Yes, going on the assumption that you are actually working with physical warehouse equipment that needs servicing (which is completely different to an end user stuck with a printer at home) then I would have the following approach:
1) Reduce the amount of information required to a bare minimum. The first screen should simply be "Enter the serial number" (which should be in an obvious place - if not show a few pictures of where you could find it). Then, if your database is up to scratch, there is little need for a custom to enter anything but a serial number. From that, you should be able to find the model number, service history etc.
2) The next screen should allow the user to confirm that the user details (that you extract from the above DB) are correct (i.e. business name, address). If not, then they've either mistyped the serial number (in theory shouldn't be easy to do if there is a self-checking hash within the serial number) or the equipment has been sold on to another party in which case you're starting to get into other territory (in my experience, such equipment that is used in a warehouse has things like maintenance contracts etc.).

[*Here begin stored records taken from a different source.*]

//! Traversal synthesizer: turns a scheduled dependence graph back into the
//! parallel and serial fused functions it describes, plus any per-derived
//! virtual-dispatch stubs a virtual callee requires.
//!
//! Modeled on `TraversalSynthesizer`: [`names`] replaces its
//! `FunDeclToNameId`/`createName` naming, [`signature`] its forward
//! declarations, [`body`] its `setCallPart` block emission, and [`stubs`]
//! its per-derived-type stub generation — rendered through
//! [`crate::ir::Printer`] instead of string concatenation.

pub mod body;
pub mod names;
pub mod signature;
pub mod stubs;

pub use body::emit_fused_body;
pub use names::NameRegistry;
pub use signature::{build_params, Variant};
pub use stubs::{has_virtual_callee, resolve_overrides_per_derived, stub_suffix};
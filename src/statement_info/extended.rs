//! Extended footprints: a statement's own reads/writes/replaces, widened to
//! include everything its callees might touch — recursively, with virtual
//! dispatch spread across every override and with recursive cycles broken
//! by falling back to the universal footprint. Kept separate per root
//! classification (on-tree / local / global) so the dependence analyzer can
//! tell a same-child tree overlap apart from an aliasing local variable.

use rustc_hash::{FxHashMap, FxHashSet};

use crate::base::FunctionId;
use crate::fsm::{Fsm, SymbolTable};
use crate::functions::{footprint_of, Footprint, FunctionAnalyzer};
use crate::ir::{AccessPath, CallStmt, PathKind, Stmt};
use crate::records::RecordAnalyzer;

/// Reads/writes/replaces lowered to automata for one root classification.
#[derive(Debug, Clone)]
pub struct Lane {
    pub reads: Fsm,
    pub writes: Fsm,
    pub replaces: Fsm,
}

impl Lane {
    fn empty() -> Self {
        Self {
            reads: Fsm::new(),
            writes: Fsm::new(),
            replaces: Fsm::new(),
        }
    }

    fn universal(table: &SymbolTable) -> Self {
        let any = Fsm::any_closure(table);
        Self {
            reads: any.clone(),
            writes: any.clone(),
            replaces: any,
        }
    }

    fn union(a: &Lane, b: &Lane) -> Self {
        Self {
            reads: Fsm::union(&a.reads, &b.reads),
            writes: Fsm::union(&a.writes, &b.writes),
            replaces: Fsm::union(&a.replaces, &b.replaces),
        }
    }

    /// Whether a read, write, or replace in `self` could alias a read,
    /// write, or replace in `other` (any conflicting pair implies the two
    /// statements can't be reordered).
    fn conflicts_with(&self, other: &Lane) -> bool {
        Fsm::has_nonempty_intersection(&self.writes, &other.reads)
            || Fsm::has_nonempty_intersection(&self.reads, &other.writes)
            || Fsm::has_nonempty_intersection(&self.writes, &other.writes)
            || Fsm::has_nonempty_intersection(&self.replaces, &other.reads)
            || Fsm::has_nonempty_intersection(&self.replaces, &other.writes)
            || Fsm::has_nonempty_intersection(&self.replaces, &other.replaces)
            || Fsm::has_nonempty_intersection(&self.reads, &other.replaces)
            || Fsm::has_nonempty_intersection(&self.writes, &other.replaces)
    }
}

/// Which lanes two statements' footprints conflict in. Whether an on-tree
/// conflict is classified `OnTree` or `OnTreeFusable` depends on whether the
/// two statements share a called child, which the footprint alone doesn't
/// carry — see [`crate::dependence::analyzer`].
#[derive(Debug, Clone, Copy, Default, PartialEq, Eq)]
pub struct Conflicts {
    pub on_tree: bool,
    pub local: bool,
    pub global: bool,
}

impl Conflicts {
    pub fn any(self) -> bool {
        self.on_tree || self.local || self.global
    }
}

/// A footprint split by root classification, ready for the emptiness
/// checks the dependence analyzer runs between statement pairs.
#[derive(Debug, Clone)]
pub struct ExtendedFootprint {
    pub on_tree: Lane,
    pub local: Lane,
    pub global: Lane,
}

impl ExtendedFootprint {
    fn empty() -> Self {
        Self {
            on_tree: Lane::empty(),
            local: Lane::empty(),
            global: Lane::empty(),
        }
    }

    fn from_footprint(fp: &Footprint, table: &mut SymbolTable) -> Self {
        let mut out = Self::empty();
        classify_into(&fp.reads, table, Component::Reads, &mut out);
        classify_into(&fp.writes, table, Component::Writes, &mut out);
        classify_into(&fp.replaces, table, Component::Replaces, &mut out);
        out
    }

    /// A footprint that may touch anything in every lane: used as a
    /// conservative stand-in when a call's effects can't be resolved
    /// (unbounded recursion, a virtual call to an unknown callee).
    fn universal(table: &SymbolTable) -> Self {
        Self {
            on_tree: Lane::universal(table),
            local: Lane::universal(table),
            global: Lane::universal(table),
        }
    }

    fn union(a: &ExtendedFootprint, b: &ExtendedFootprint) -> Self {
        Self {
            on_tree: Lane::union(&a.on_tree, &b.on_tree),
            local: Lane::union(&a.local, &b.local),
            global: Lane::union(&a.global, &b.global),
        }
    }

    pub fn conflicts_with(&self, other: &ExtendedFootprint) -> Conflicts {
        Conflicts {
            on_tree: self.on_tree.conflicts_with(&other.on_tree),
            local: self.local.conflicts_with(&other.local),
            global: self.global.conflicts_with(&other.global),
        }
    }
}

/// Which of a lane's three footprint components a path belongs in.
#[derive(Clone, Copy)]
enum Component {
    Reads,
    Writes,
    Replaces,
}

fn fold_into_lane(lane: &mut Lane, component: Component, fsm: &Fsm) {
    let slot = match component {
        Component::Reads => &mut lane.reads,
        Component::Writes => &mut lane.writes,
        Component::Replaces => &mut lane.replaces,
    };
    *slot = Fsm::union(slot, fsm);
}

/// Splits a list of access paths by root classification and folds each
/// into the matching lane's `component`. A strict-annotated path's effects
/// are opaque, so it's folded into every lane conservatively.
fn classify_into(
    paths: &[AccessPath],
    table: &mut SymbolTable,
    component: Component,
    out: &mut ExtendedFootprint,
) {
    let is_read = matches!(component, Component::Reads);
    for path in paths {
        let fsm = Fsm::from_access_path_for(path, table, is_read);
        match path.kind {
            PathKind::OnTree => fold_into_lane(&mut out.on_tree, component, &fsm),
            PathKind::Local => fold_into_lane(&mut out.local, component, &fsm),
            PathKind::Global => fold_into_lane(&mut out.global, component, &fsm),
            PathKind::StrictAnnotated => {
                fold_into_lane(&mut out.on_tree, component, &fsm);
                fold_into_lane(&mut out.local, component, &fsm);
                fold_into_lane(&mut out.global, component, &fsm);
            }
        }
    }
}

/// Memoizes each function's extended footprint across one planner run, and
/// breaks recursive cycles by substituting the universal footprint for any
/// function still being computed.
#[derive(Default)]
pub struct StatementInfoCache {
    memo: FxHashMap<FunctionId, ExtendedFootprint>,
    in_progress: FxHashSet<FunctionId>,
}

impl StatementInfoCache {
    pub fn new() -> Self {
        Self::default()
    }

    /// The union of every statement's footprint in a function body,
    /// including the transitive effects of whatever it calls.
    pub fn function_footprint(
        &mut self,
        id: FunctionId,
        functions: &FunctionAnalyzer,
        records: &RecordAnalyzer,
        table: &mut SymbolTable,
    ) -> ExtendedFootprint {
        if let Some(fp) = self.memo.get(&id) {
            return fp.clone();
        }
        if !self.in_progress.insert(id) {
            // Already on the call stack: resolving the cycle exactly would
            // need a fixed-point iteration, so assume it may touch anything.
            return ExtendedFootprint::universal(table);
        }

        let analysis = functions.analysis(id);
        let mut fp = ExtendedFootprint::empty();
        for stmt_info in &analysis.stmts {
            fp = ExtendedFootprint::union(&fp, &self.statement_footprint(stmt_info, functions, records, table));
        }

        self.in_progress.remove(&id);
        self.memo.insert(id, fp.clone());
        fp
    }

    /// One top-level statement's footprint, widened with its call's
    /// transitive effects when it is a call.
    pub fn statement_footprint(
        &mut self,
        stmt_info: &crate::functions::StmtInfo,
        functions: &FunctionAnalyzer,
        records: &RecordAnalyzer,
        table: &mut SymbolTable,
    ) -> ExtendedFootprint {
        let own = ExtendedFootprint::from_footprint(&stmt_info.footprint, table);
        match stmt_info.as_call() {
            Some(call) => {
                let call = call.clone();
                let call_fp = self.call_footprint(&call, functions, records, table);
                ExtendedFootprint::union(&own, &call_fp)
            }
            None => own,
        }
    }

    /// The footprint of one call statement: its own argument reads, plus
    /// everything the callee (and, for virtual calls, every override) might
    /// do.
    pub fn call_footprint(
        &mut self,
        call: &CallStmt,
        functions: &FunctionAnalyzer,
        records: &RecordAnalyzer,
        table: &mut SymbolTable,
    ) -> ExtendedFootprint {
        let own = ExtendedFootprint::from_footprint(&footprint_of(&Stmt::Call(call.clone())), table);

        let Some(callee_id) = functions.find(&call.callee) else {
            return ExtendedFootprint::union(&own, &ExtendedFootprint::universal(table));
        };

        let callee_fp = self.function_footprint(callee_id, functions, records, table);
        let analysis = functions.analysis(callee_id);

        let dispatch_fp = match analysis.owner_record.clone() {
            Some(owner_name) if analysis.is_virtual_flag => {
                let mut combined = callee_fp;
                if let Some(owner_id) = records.find(&owner_name) {
                    for derived in records.derived_of(owner_id) {
                        let derived_name = records.record(*derived).name.clone();
                        if let Some(override_id) =
                            functions.find_method(&derived_name, &analysis.name)
                        {
                            let override_fp =
                                self.function_footprint(override_id, functions, records, table);
                            combined = ExtendedFootprint::union(&combined, &override_fp);
                        }
                    }
                }
                combined
            }
            _ => callee_fp,
        };

        ExtendedFootprint::union(&own, &dispatch_fp)
    }
}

3) You need to understand who is going to provide the error report. The secretary may submit it, but is she really going to go down to the warehouse and find the details. I'm guessing not, it would most likely be passed on over the phone by a warehouse worker. You're not likely to get a description such as "the lower lift of the forklift (model XYZ) is not moving through its travel distance correctly - sounds like slipping clutch", but are more likely to say "it has stopped working" or at most "it won't lift properly".
You should (depending on your equipment) be able to provide an interactive picture of the equipment allowing for selection of the part that would appear to be at fault then some common issues with such parts for easy selection.
Any custom text should be able kept to one line at most - it's the customers job to tell you of a problem, not to tell you all about it.
To be honest, rather than make the process simpler, I strongly look at if you could get rid of the process completely. The best customer experience is one that involves as little contact with such a department as possible.
All that should be required is a phone call (or e-mail, simple text box) from the customer saying little more than "equipment XYZ isn't doing ABC anymore at business DEF". That's all the customer involvement that should be required. Your engineers should be prepared for the most common issues with that piece of equipment.
My brother works for a car manufacturer and time and time again the same companies win the contracts (Dell, Epson, Hitachi, Kuka). They could save an awful lot of money if they went for the cheaper options but they don't because those companies offer fantastic service contracts where all that is required is a phone call to the relevant company saying the business name and the equipment that's faulty (that includes the larger industrial robots provided by companies such as Hitachi or Kuka). The customer shouldn't have to help diagnose the problem - that's the job of the engineer when he arrives (always within 24 hours).